Christ taught in a community struggling to live a renewed set of values rooted in an old gospel. He stood for a culture of loving engagement and mutual support, living within but rising above the profanity of power and brutality that was ancient Jerusalem. It was a community where brother and sister living in Christ looked after each other in a hostile environment, with a sense of calling and mission, while starting to build a new society of love and compassion.
But the average new Christian was caught in the middle, surviving in the secular culture where everyone strives to seek satisfaction of one’s needs and wants wherever one can get it — yet also believing in their Christian culture of compassion and service to others, especially the lowly.
Every one of them except Christ was a mix of the secular and the spiritual, the sinful and the holy. Christ’s commission to them was to rebalance their lives. Look a little beyond the self-indulgence and compromises needed to survive in the jungle of Jerusalem, and move toward a higher life of loving service to others, even to the point of personal sacrifice.
He counselled a new awakening of of mutual support and mutual caring, and building a new Jerusalem as their new calling in life. To put it in modern economic terms, he was calling for a new vocation, built upon the old, and for putting that vocation up front and centre.
How far we have moved in the opposite direction over the following millennia. We have fully turned down the road of self-indulgent, be-served and be-satisfied culture — to a pathological extent. We have fully bought into the 19th century hard-core materialist ideology — where compassion is just non-linear irrational behaviour beyond reach of the sacred scientific method. We’re firmly in the grip of compulsive addictive consumerism and acquisitiveness, with little hope of escape.
So where are vocation, calling, or mission to be found in this all-powerful marketing environment — where work and career are reduced to a means for acquiring more consumption goods? There are actually islands of vocation in our career-obsessed culture. Some can find income support for a genuine calling in some service vocations — those that are able to command a price in labour markets or claim support from the charity infrastructure.
But too many true callings can do neither effectively. They are left abandoned in an economy where the chief means of receiving material support for any career is selling oneself in the market. If you really want to serve people outside the labor market — where the greatest needs and the least money are to be found — you need a day job to support yourself.
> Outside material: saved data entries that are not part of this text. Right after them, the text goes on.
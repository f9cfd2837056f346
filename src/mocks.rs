use std::collections::VecDeque;
use std::path::PathBuf;

use parking_lot::Mutex;

use crate::errors::{BatchCaptionError, Result};
use crate::loader::ImageAsset;
use crate::orchestrator::{Selection, SelectionBatch};
use crate::traits::{CaptionEngine, ClipboardSync, SelectionProvider};

/// Test caption engine.
///
/// Returns scripted captions in order, then falls back to `"caption of <stem>"`.
#[derive(Debug, Default)]
pub struct MockCaptionEngine {
    scripted: Mutex<VecDeque<String>>,
    calls: Mutex<Vec<PathBuf>>,
    released: bool,
}

impl MockCaptionEngine {
    pub fn new() -> Self {
        Self::default()
    }

    pub fn with_captions<I, T>(captions: I) -> Self
    where
        I: IntoIterator<Item = T>,
        T: Into<String>,
    {
        Self {
            scripted: Mutex::new(captions.into_iter().map(Into::into).collect()),
            ..Self::default()
        }
    }

    /// Paths captioned so far, in call order.
    pub fn calls(&self) -> Vec<PathBuf> {
        self.calls.lock().clone()
    }

    pub const fn is_released(&self) -> bool {
        self.released
    }
}

impl CaptionEngine for MockCaptionEngine {
    fn caption(&self, asset: &ImageAsset) -> Result<String> {
        if self.released {
            return Err(BatchCaptionError::engine(
                "caption generation",
                "engine already released",
            ));
        }

        self.calls.lock().push(asset.path.clone());
        let caption = self.scripted.lock().pop_front().unwrap_or_else(|| {
            let stem = asset
                .path
                .file_stem()
                .map(|s| s.to_string_lossy().into_owned())
                .unwrap_or_default();
            format!("caption of {stem}")
        });
        Ok(caption)
    }

    fn release(&mut self) -> Result<()> {
        self.released = true;
        Ok(())
    }
}

/// Selection provider that replays a fixed script, then cancels.
#[derive(Debug, Default)]
pub struct ScriptedSelection {
    script: VecDeque<Result<Selection>>,
    requests: usize,
}

impl ScriptedSelection {
    pub fn new<I>(batches: I) -> Self
    where
        I: IntoIterator<Item = Vec<PathBuf>>,
    {
        Self {
            script: batches
                .into_iter()
                .map(|paths| Ok(Selection::Batch(SelectionBatch::new(paths))))
                .collect(),
            requests: 0,
        }
    }

    /// Queue a picker failure after the scripted batches.
    pub fn then_fail(mut self, message: &str) -> Self {
        self.script.push_back(Err(BatchCaptionError::Selection {
            source: message.to_string().into(),
        }));
        self
    }

    pub const fn requests(&self) -> usize {
        self.requests
    }
}

impl SelectionProvider for ScriptedSelection {
    fn request_batch(&mut self) -> Result<Selection> {
        self.requests += 1;
        self.script.pop_front().unwrap_or(Ok(Selection::Cancelled))
    }
}

/// Clipboard that remembers every value it was given.
#[derive(Debug, Default)]
pub struct RecordingClipboard {
    history: Vec<String>,
    handed_off: bool,
}

impl RecordingClipboard {
    pub fn new() -> Self {
        Self::default()
    }

    pub fn history(&self) -> &[String] {
        &self.history
    }

    pub fn contents(&self) -> Option<&str> {
        self.history.last().map(String::as_str)
    }

    pub fn is_handed_off(&self) -> bool {
        self.handed_off
    }
}

impl ClipboardSync for RecordingClipboard {
    fn set_contents(&mut self, text: &str) -> Result<()> {
        self.history.push(text.to_string());
        Ok(())
    }

    fn hand_off(&mut self) -> Result<()> {
        self.handed_off = true;
        Ok(())
    }
}
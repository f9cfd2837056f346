//! Sidecar caption files written next to their source images.

use std::fs;
use std::path::{Path, PathBuf};

use crate::errors::{BatchCaptionError, Result};

pub const DEFAULT_CAPTION_EXTENSION: &str = "txt";

/// Derive the sidecar path for `image_path`.
///
/// Only the file name is inspected, so dots in directory components never
/// matter. Everything after the last dot of the file name is replaced:
/// `shoot.v2.jpg` becomes `shoot.v2.txt`. A file name without any dot keeps
/// its full name and gains the extension (`README` becomes `README.txt`).
pub fn sidecar_path(image_path: &Path, extension: &str) -> Result<PathBuf> {
    let file_name = image_path
        .file_name()
        .and_then(|name| name.to_str())
        .ok_or_else(|| BatchCaptionError::Persistence {
            path: image_path.to_path_buf(),
            source: std::io::Error::new(
                std::io::ErrorKind::InvalidInput,
                "image path has no UTF-8 file name",
            ),
        })?;

    let base = file_name
        .rfind('.')
        .map_or(file_name, |dot| &file_name[..dot]);

    Ok(image_path.with_file_name(format!("{base}.{extension}")))
}

#[derive(Debug, Clone)]
pub struct SidecarWriter {
    extension: String,
}

impl Default for SidecarWriter {
    fn default() -> Self {
        Self::new(DEFAULT_CAPTION_EXTENSION)
    }
}

impl SidecarWriter {
    pub fn new(extension: &str) -> Self {
        Self {
            extension: extension.trim_start_matches('.').to_string(),
        }
    }

    pub fn extension(&self) -> &str {
        &self.extension
    }

    pub fn sidecar_path(&self, image_path: &Path) -> Result<PathBuf> {
        sidecar_path(image_path, &self.extension)
    }

    /// Write `caption` (trimmed) to the sidecar of `image_path`, replacing any
    /// previous content. Returns the sidecar path.
    pub fn save(&self, image_path: &Path, caption: &str) -> Result<PathBuf> {
        let path = self.sidecar_path(image_path)?;
        fs::write(&path, caption.trim()).map_err(|source| BatchCaptionError::Persistence {
            path: path.clone(),
            source,
        })?;
        log::debug!("Saved caption to {}", path.display());
        Ok(path)
    }
}
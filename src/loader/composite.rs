use std::path::Path;

use image::{Rgb, RgbImage, RgbaImage};
use psd::Psd;

use super::{guard_decoder, DecodeLimits, FormatKind};
use crate::errors::DecodeError;
use crate::imageops::flatten::FlattenAlpha;
use crate::traits::FormatDecoder;

const BACKGROUND: Rgb<u8> = Rgb([255, 255, 255]);

/// Photoshop documents, flattened to their visible composite.
#[derive(Debug, Clone, Copy, Default)]
pub struct LayeredDecoder;

impl FormatDecoder for LayeredDecoder {
    fn kind(&self) -> FormatKind {
        FormatKind::CompositeLayered
    }

    fn decode(&self, path: &Path, limits: &DecodeLimits) -> Result<RgbImage, DecodeError> {
        let bytes = std::fs::read(path).map_err(|source| DecodeError::Io {
            path: path.to_path_buf(),
            source,
        })?;
        let composite = composite_from_bytes(path, &bytes, limits)?;
        Ok(composite.flatten_onto(BACKGROUND))
    }
}

const HEADER_LEN: usize = 26;
// image data compression markers
const RAW_DATA: u16 = 0;
const RLE_DATA: u16 = 1;

fn corrupt(
    path: &Path,
    source: impl Into<Box<dyn std::error::Error + Send + Sync>>,
) -> DecodeError {
    DecodeError::Corrupt {
        path: path.to_path_buf(),
        kind: FormatKind::CompositeLayered,
        source: source.into(),
    }
}

/// Decode a PSD byte stream into its RGBA composite.
///
/// Documents with layers are composited from the visible ones. Single-image
/// documents carry no layer records, so their stored merged image is used.
pub(crate) fn composite_from_bytes(
    path: &Path,
    bytes: &[u8],
    limits: &DecodeLimits,
) -> Result<RgbaImage, DecodeError> {
    let header = check_sections(bytes).map_err(|message| corrupt(path, message))?;
    limits.check(path, header.width, header.height)?;

    guard_decoder(path, FormatKind::CompositeLayered, || {
        let psd = Psd::from_bytes(bytes).map_err(|e| corrupt(path, e))?;
        let (width, height) = (psd.width(), psd.height());

        let rgba = if psd.layers().is_empty() {
            psd.rgba()
        } else {
            psd.flatten_layers_rgba(&|(_, layer)| layer.visible())
                .map_err(|e| corrupt(path, e))?
        };

        RgbaImage::from_raw(width, height, rgba).ok_or_else(|| {
            corrupt(
                path,
                format!("composite buffer does not match {width}x{height}"),
            )
        })
    })
}

#[derive(Debug, Clone, Copy)]
struct Header {
    channels: u16,
    height: u32,
    width: u32,
    depth: u16,
}

impl Header {
    fn parse(bytes: &[u8]) -> Self {
        Self {
            channels: be_u16(bytes, 12),
            height: be_u32(bytes, 14),
            width: be_u32(bytes, 18),
            depth: be_u16(bytes, 22),
        }
    }

    /// Bytes in one uncompressed scanline of one channel.
    fn row_bytes(&self) -> u64 {
        (u64::from(self.width) * u64::from(self.depth)).div_ceil(8)
    }
}

fn be_u16(bytes: &[u8], at: usize) -> u16 {
    u16::from_be_bytes([bytes[at], bytes[at + 1]])
}

fn be_u32(bytes: &[u8], at: usize) -> u32 {
    u32::from_be_bytes([bytes[at], bytes[at + 1], bytes[at + 2], bytes[at + 3]])
}

/// The psd parser slices sections without bounds checks, so the signature, the
/// three length-prefixed sections and the size of the merged image data are
/// verified before it runs.
fn check_sections(bytes: &[u8]) -> Result<Header, String> {
    if bytes.len() < HEADER_LEN || &bytes[..4] != b"8BPS" {
        return Err("missing PSD signature".to_string());
    }
    let header = Header::parse(bytes);
    if header.channels == 0 || header.width == 0 || header.height == 0 {
        return Err("document has no pixels".to_string());
    }

    let mut offset = HEADER_LEN;
    for section in ["color mode data", "image resources", "layer and mask info"] {
        let len = bytes
            .get(offset..offset + 4)
            .map(|_| be_u32(bytes, offset))
            .ok_or_else(|| format!("truncated before {section} section"))?;
        offset = offset
            .checked_add(4 + len as usize)
            .filter(|&end| end <= bytes.len())
            .ok_or_else(|| format!("{section} section exceeds file size"))?;
    }

    if bytes.len() < offset + 2 {
        return Err("missing image data section".to_string());
    }
    let compression = be_u16(bytes, offset);
    let body = &bytes[offset + 2..];
    let rows = u64::from(header.channels) * u64::from(header.height);

    let needed = match compression {
        RAW_DATA => rows * header.row_bytes(),
        RLE_DATA => {
            let table_len = rows * 2;
            if (body.len() as u64) < table_len {
                return Err("truncated RLE row table".to_string());
            }
            let packed: u64 = body[..table_len as usize]
                .chunks_exact(2)
                .map(|pair| u64::from(u16::from_be_bytes([pair[0], pair[1]])))
                .sum();
            table_len + packed
        }
        other => return Err(format!("unsupported image data compression {other}")),
    };

    if (body.len() as u64) < needed {
        return Err(format!(
            "image data holds {} of {needed} bytes",
            body.len()
        ));
    }
    Ok(header)
}
//! StrandConn -- connection combiner for the Strand Protocol stack.
//!
//! Wrapping a connection to add behavior (byte counting, tracing) hides the
//! optional fast paths of the wrapped connection. [`combine`] builds a
//! connection that uses the wrapper for every base operation while still
//! exposing the fast paths the wrapped connection provides:
//! - **BulkReceive**: copy from a source straight into the connection
//! - **BulkSend**: copy from the connection straight into a sink
//! - **HalfClose**: shut down the outbound direction only
//!
//! ```no_run
//! use std::net::TcpStream;
//! use std::sync::Arc;
//!
//! use strandconn::{combine, CombinePolicy, Connection, Metered};
//!
//! let raw: Arc<dyn Connection> = Arc::new(TcpStream::connect("127.0.0.1:7000")?);
//! let outer: Arc<dyn Connection> = Arc::new(Metered::new(Arc::clone(&raw)));
//! let conn = combine(outer, Some(raw), &CombinePolicy::platform_default());
//! if let Some(half) = conn.as_half_close() {
//!     half.close_outbound()?;
//! }
//! # Ok::<(), std::io::Error>(())
//! ```

pub mod capability;
pub mod combine;
pub mod conn;
pub mod error;
pub mod metered;
pub mod policy;

// Re-export key public types at crate root.
pub use capability::{capabilities, Capability, CapabilitySet};
pub use combine::{combine, combine_default, Combined, Side};
pub use conn::{BulkReceive, BulkSend, Connection, HalfClose};
pub use error::{Result, StrandConnError};
pub use metered::Metered;
pub use policy::CombinePolicy;
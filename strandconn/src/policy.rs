//! Combine policy: which detected fast paths are honored at all.
//!
//! `HalfClose` has no flag and is always honored when the inner connection
//! provides it.

use serde::{Deserialize, Serialize};

use crate::capability::{Capability, CapabilitySet};
use crate::error::{Result, StrandConnError};

/// Environment variable overriding [`CombinePolicy::bulk_receive`].
pub const ENV_BULK_RECEIVE: &str = "STRANDCONN_BULK_RECEIVE";
/// Environment variable overriding [`CombinePolicy::bulk_send`].
pub const ENV_BULK_SEND: &str = "STRANDCONN_BULK_SEND";

/// Per-capability enable flags consulted by [`crate::combine`].
#[derive(Debug, Clone, Copy, PartialEq, Eq, Serialize, Deserialize)]
#[serde(default)]
pub struct CombinePolicy {
    /// Honor `BulkReceive` when the inner connection supports it.
    pub bulk_receive: bool,
    /// Honor `BulkSend` when the inner connection supports it.
    pub bulk_send: bool,
}

impl CombinePolicy {
    /// Platform default.
    ///
    /// On linux the bulk-receive path is enabled. The bulk-send path stays
    /// disabled everywhere: the kernel fast path behind it only applies when
    /// the sink is a unix-domain socket, which a boolean flag cannot check.
    pub fn platform_default() -> Self {
        Self {
            bulk_receive: cfg!(target_os = "linux"),
            bulk_send: false,
        }
    }

    pub fn all() -> Self {
        Self {
            bulk_receive: true,
            bulk_send: true,
        }
    }

    pub fn none() -> Self {
        Self {
            bulk_receive: false,
            bulk_send: false,
        }
    }

    /// Whether `cap` is honored when detected.
    pub fn enabled(&self, cap: Capability) -> bool {
        match cap {
            Capability::BulkReceive => self.bulk_receive,
            Capability::BulkSend => self.bulk_send,
            Capability::HalfClose => true,
        }
    }

    /// Drop every capability this policy disables from `detected`.
    pub fn gate(&self, detected: CapabilitySet) -> CapabilitySet {
        detected
            .iter()
            .filter(|cap| self.enabled(*cap))
            .collect()
    }

    /// Platform default overlaid with the `STRANDCONN_*` environment variables.
    pub fn from_env() -> Result<Self> {
        Self::from_lookup(|key| std::env::var(key).ok())
    }

    /// Platform default overlaid with values produced by `lookup`.
    pub fn from_lookup<F>(lookup: F) -> Result<Self>
    where
        F: Fn(&str) -> Option<String>,
    {
        let mut policy = Self::platform_default();
        if let Some(value) = lookup(ENV_BULK_RECEIVE) {
            policy.bulk_receive = parse_flag(ENV_BULK_RECEIVE, &value)?;
            tracing::debug!(key = ENV_BULK_RECEIVE, value = policy.bulk_receive, "policy override");
        }
        if let Some(value) = lookup(ENV_BULK_SEND) {
            policy.bulk_send = parse_flag(ENV_BULK_SEND, &value)?;
            tracing::debug!(key = ENV_BULK_SEND, value = policy.bulk_send, "policy override");
        }
        Ok(policy)
    }
}

impl Default for CombinePolicy {
    fn default() -> Self {
        Self::platform_default()
    }
}

fn parse_flag(key: &str, value: &str) -> Result<bool> {
    match value.trim().to_ascii_lowercase().as_str() {
        "1" | "true" | "yes" | "on" => Ok(true),
        "0" | "false" | "no" | "off" => Ok(false),
        _ => Err(StrandConnError::InvalidPolicyValue {
            key: key.to_string(),
            value: value.to_string(),
        }),
    }
}
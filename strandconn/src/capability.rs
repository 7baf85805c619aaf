//! Optional connection capabilities and the bitmask that carries them.
//!
//! The set is closed: exactly three capabilities exist, so a `CapabilitySet`
//! only ever uses the low three bits of its `u8`.

use std::fmt;

use crate::conn::Connection;
use crate::error::{Result, StrandConnError};

/// One of the optional fast paths a connection may provide.
#[derive(Debug, Clone, Copy, PartialEq, Eq, Hash)]
#[repr(u8)]
pub enum Capability {
    /// Copy from a byte source straight into the connection.
    BulkReceive = 0b001,
    /// Copy the connection's inbound bytes straight into a byte sink.
    BulkSend = 0b010,
    /// Shut down the outbound direction only.
    HalfClose = 0b100,
}

impl Capability {
    /// Every capability, in bit order.
    pub const ALL: [Capability; 3] = [
        Capability::BulkReceive,
        Capability::BulkSend,
        Capability::HalfClose,
    ];

    pub fn bit(self) -> u8 {
        self as u8
    }
}

impl fmt::Display for Capability {
    fn fmt(&self, f: &mut fmt::Formatter<'_>) -> fmt::Result {
        match self {
            Capability::BulkReceive => write!(f, "BulkReceive"),
            Capability::BulkSend => write!(f, "BulkSend"),
            Capability::HalfClose => write!(f, "HalfClose"),
        }
    }
}

/// A subset of [`Capability`] stored as a 3-bit mask.
#[derive(Debug, Clone, Copy, PartialEq, Eq, Hash, Default)]
pub struct CapabilitySet(u8);

impl CapabilitySet {
    pub const EMPTY: Self = Self(0);
    pub const ALL: Self = Self(0b111);

    /// Build a set from raw bits, rejecting anything outside the closed set.
    pub fn from_bits(bits: u8) -> Result<Self> {
        if bits & !Self::ALL.0 != 0 {
            return Err(StrandConnError::UnknownCapabilityBits(bits));
        }
        Ok(Self(bits))
    }

    pub fn bits(self) -> u8 {
        self.0
    }

    pub fn contains(self, cap: Capability) -> bool {
        self.0 & cap.bit() != 0
    }

    pub fn insert(&mut self, cap: Capability) {
        self.0 |= cap.bit();
    }

    pub fn remove(&mut self, cap: Capability) {
        self.0 &= !cap.bit();
    }

    pub fn with(mut self, cap: Capability) -> Self {
        self.insert(cap);
        self
    }

    pub fn without(mut self, cap: Capability) -> Self {
        self.remove(cap);
        self
    }

    pub fn union(self, other: Self) -> Self {
        Self(self.0 | other.0)
    }

    pub fn intersection(self, other: Self) -> Self {
        Self(self.0 & other.0)
    }

    pub fn is_empty(self) -> bool {
        self.0 == 0
    }

    pub fn len(self) -> usize {
        self.0.count_ones() as usize
    }

    /// Iterate the members in bit order.
    pub fn iter(self) -> impl Iterator<Item = Capability> {
        Capability::ALL.into_iter().filter(move |c| self.contains(*c))
    }
}

impl From<Capability> for CapabilitySet {
    fn from(cap: Capability) -> Self {
        Self(cap.bit())
    }
}

impl FromIterator<Capability> for CapabilitySet {
    fn from_iter<I: IntoIterator<Item = Capability>>(iter: I) -> Self {
        iter.into_iter().fold(Self::EMPTY, CapabilitySet::with)
    }
}

impl fmt::Display for CapabilitySet {
    fn fmt(&self, f: &mut fmt::Formatter<'_>) -> fmt::Result {
        write!(f, "{{")?;
        for (i, cap) in self.iter().enumerate() {
            if i > 0 {
                write!(f, "|")?;
            }
            write!(f, "{cap}")?;
        }
        write!(f, "}}")
    }
}

/// Probe which optional capabilities `conn` declares.
///
/// Probing is a pure query and cannot fail.
pub fn capabilities(conn: &dyn Connection) -> CapabilitySet {
    let mut set = CapabilitySet::EMPTY;
    if conn.as_bulk_receive().is_some() {
        set.insert(Capability::BulkReceive);
    }
    if conn.as_bulk_send().is_some() {
        set.insert(Capability::BulkSend);
    }
    if conn.as_half_close().is_some() {
        set.insert(Capability::HalfClose);
    }
    set
}
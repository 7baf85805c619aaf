//! The base connection contract and the optional capability traits.
//!
//! A connection declares its optional capabilities through the `as_*`
//! probes on [`Connection`]. The defaults return `None`; a type that has a
//! fast path overrides the matching probe to return `Some(self)`.
//!
//! All methods take `&self` so one socket can be shared between a wrapper
//! and the combiner through `Arc<dyn Connection>`, the same way
//! `&TcpStream` implements both `Read` and `Write`.

use std::io::{self, Read, Write};
use std::net::{Shutdown, SocketAddr, TcpStream};
use std::sync::Arc;
use std::time::Duration;

/// Mandatory operations every connection provides.
pub trait Connection: Send + Sync {
    /// Read bytes into `buf`, returning how many were read.
    fn read(&self, buf: &mut [u8]) -> io::Result<usize>;
    /// Write bytes from `buf`, returning how many were written.
    fn write(&self, buf: &[u8]) -> io::Result<usize>;
    /// Flush buffered outbound bytes. Unbuffered connections keep the default.
    fn flush(&self) -> io::Result<()> {
        Ok(())
    }
    /// Close both directions.
    fn close(&self) -> io::Result<()>;
    fn local_addr(&self) -> io::Result<SocketAddr>;
    fn peer_addr(&self) -> io::Result<SocketAddr>;
    fn set_read_timeout(&self, dur: Option<Duration>) -> io::Result<()>;
    fn set_write_timeout(&self, dur: Option<Duration>) -> io::Result<()>;
    /// Set the read and write timeouts together.
    fn set_timeout(&self, dur: Option<Duration>) -> io::Result<()> {
        self.set_read_timeout(dur)?;
        self.set_write_timeout(dur)
    }

    fn as_bulk_receive(&self) -> Option<&dyn BulkReceive> {
        None
    }
    fn as_bulk_send(&self) -> Option<&dyn BulkSend> {
        None
    }
    fn as_half_close(&self) -> Option<&dyn HalfClose> {
        None
    }
}

/// Fast path replacing the generic copy loop from a source into the connection.
pub trait BulkReceive: Send + Sync {
    /// Move everything `source` yields into this connection.
    fn receive_from(&self, source: &mut dyn Read) -> io::Result<u64>;
}

/// Fast path replacing the generic copy loop from the connection into a sink.
pub trait BulkSend: Send + Sync {
    /// Move everything this connection yields into `sink`.
    fn send_to(&self, sink: &mut dyn Write) -> io::Result<u64>;
}

/// Close the outbound direction, leaving inbound open.
pub trait HalfClose: Send + Sync {
    fn close_outbound(&self) -> io::Result<()>;
}

impl<T: Connection + ?Sized> Connection for Arc<T> {
    fn read(&self, buf: &mut [u8]) -> io::Result<usize> {
        (**self).read(buf)
    }

    fn write(&self, buf: &[u8]) -> io::Result<usize> {
        (**self).write(buf)
    }

    fn flush(&self) -> io::Result<()> {
        (**self).flush()
    }

    fn close(&self) -> io::Result<()> {
        (**self).close()
    }

    fn local_addr(&self) -> io::Result<SocketAddr> {
        (**self).local_addr()
    }

    fn peer_addr(&self) -> io::Result<SocketAddr> {
        (**self).peer_addr()
    }

    fn set_read_timeout(&self, dur: Option<Duration>) -> io::Result<()> {
        (**self).set_read_timeout(dur)
    }

    fn set_write_timeout(&self, dur: Option<Duration>) -> io::Result<()> {
        (**self).set_write_timeout(dur)
    }

    fn set_timeout(&self, dur: Option<Duration>) -> io::Result<()> {
        (**self).set_timeout(dur)
    }

    fn as_bulk_receive(&self) -> Option<&dyn BulkReceive> {
        (**self).as_bulk_receive()
    }

    fn as_bulk_send(&self) -> Option<&dyn BulkSend> {
        (**self).as_bulk_send()
    }

    fn as_half_close(&self) -> Option<&dyn HalfClose> {
        (**self).as_half_close()
    }
}

// ---------------------------------------------------------------------------
// TcpStream
// ---------------------------------------------------------------------------

impl Connection for TcpStream {
    fn read(&self, buf: &mut [u8]) -> io::Result<usize> {
        let mut stream: &TcpStream = self;
        Read::read(&mut stream, buf)
    }

    fn write(&self, buf: &[u8]) -> io::Result<usize> {
        let mut stream: &TcpStream = self;
        Write::write(&mut stream, buf)
    }

    fn flush(&self) -> io::Result<()> {
        let mut stream: &TcpStream = self;
        Write::flush(&mut stream)
    }

    fn close(&self) -> io::Result<()> {
        TcpStream::shutdown(self, Shutdown::Both)
    }

    fn local_addr(&self) -> io::Result<SocketAddr> {
        TcpStream::local_addr(self)
    }

    fn peer_addr(&self) -> io::Result<SocketAddr> {
        TcpStream::peer_addr(self)
    }

    fn set_read_timeout(&self, dur: Option<Duration>) -> io::Result<()> {
        TcpStream::set_read_timeout(self, dur)
    }

    fn set_write_timeout(&self, dur: Option<Duration>) -> io::Result<()> {
        TcpStream::set_write_timeout(self, dur)
    }

    fn as_bulk_receive(&self) -> Option<&dyn BulkReceive> {
        Some(self)
    }

    fn as_bulk_send(&self) -> Option<&dyn BulkSend> {
        Some(self)
    }

    fn as_half_close(&self) -> Option<&dyn HalfClose> {
        Some(self)
    }
}

impl BulkReceive for TcpStream {
    fn receive_from(&self, source: &mut dyn Read) -> io::Result<u64> {
        let mut sink: &TcpStream = self;
        io::copy(source, &mut sink)
    }
}

impl BulkSend for TcpStream {
    fn send_to(&self, sink: &mut dyn Write) -> io::Result<u64> {
        let mut source: &TcpStream = self;
        io::copy(&mut source, sink)
    }
}

impl HalfClose for TcpStream {
    fn close_outbound(&self) -> io::Result<()> {
        TcpStream::shutdown(self, Shutdown::Write)
    }
}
The upshot is that an alternative source of material support is needed — for those whose calling is not marketable or may even be corrupted in the marketplace — if we are to follow Christ and take his calling seriously. Otherwise, we live in a dead-end environment for those seeking meaning in their lives.
So here’s the key point. That sacred link between income and market labour, the holy grail of the economic liturgy, needs to be severed. A guaranteed income is a viable alternative, already well researched. A secured baseline income available to each of God’s children, just for being a child of God, opens the possibility of discerning one’s calling — but with no requirement to corrupt that quest with the need to market oneself.
People with a drive to serve are usually terrible self-marketers. Such people can devote themselves instead to building the kind of caring and serving community that Christ called upon us to nourish.
But of course not all guaranteed income recipients are going to devote themselves to serving God and neighbour. We are, most of us, too pathologically hooked on consumer culture and many would react violently to any attempt to rein in our affluence. We need to get off our empty-freedom kick and shake off our acquisition fix.
This is no easy task. So any guaranteed income program must be accompanied by a drive to establish vocation/calling as the central thrust of our economic culture. And the Church is the institution that is best positioned to turn the call for guaranteed income in that direction.

Gary-Russell 2
Gary Russell has taught economics in both Canada and China. Read his blog at profaneeconomy.com or contact him at [email protected].

This calls for several measures — reviving our age-old story of a community that looks after each other in mutual engagement — breaking the commodity addiction — re-establishing a holistic relationship between production and consumption, where consumption is meant to be sustenance for our productive vocation.
But it won’t hurt to start with the economic factor. Hey, it’s cheaper than welfare!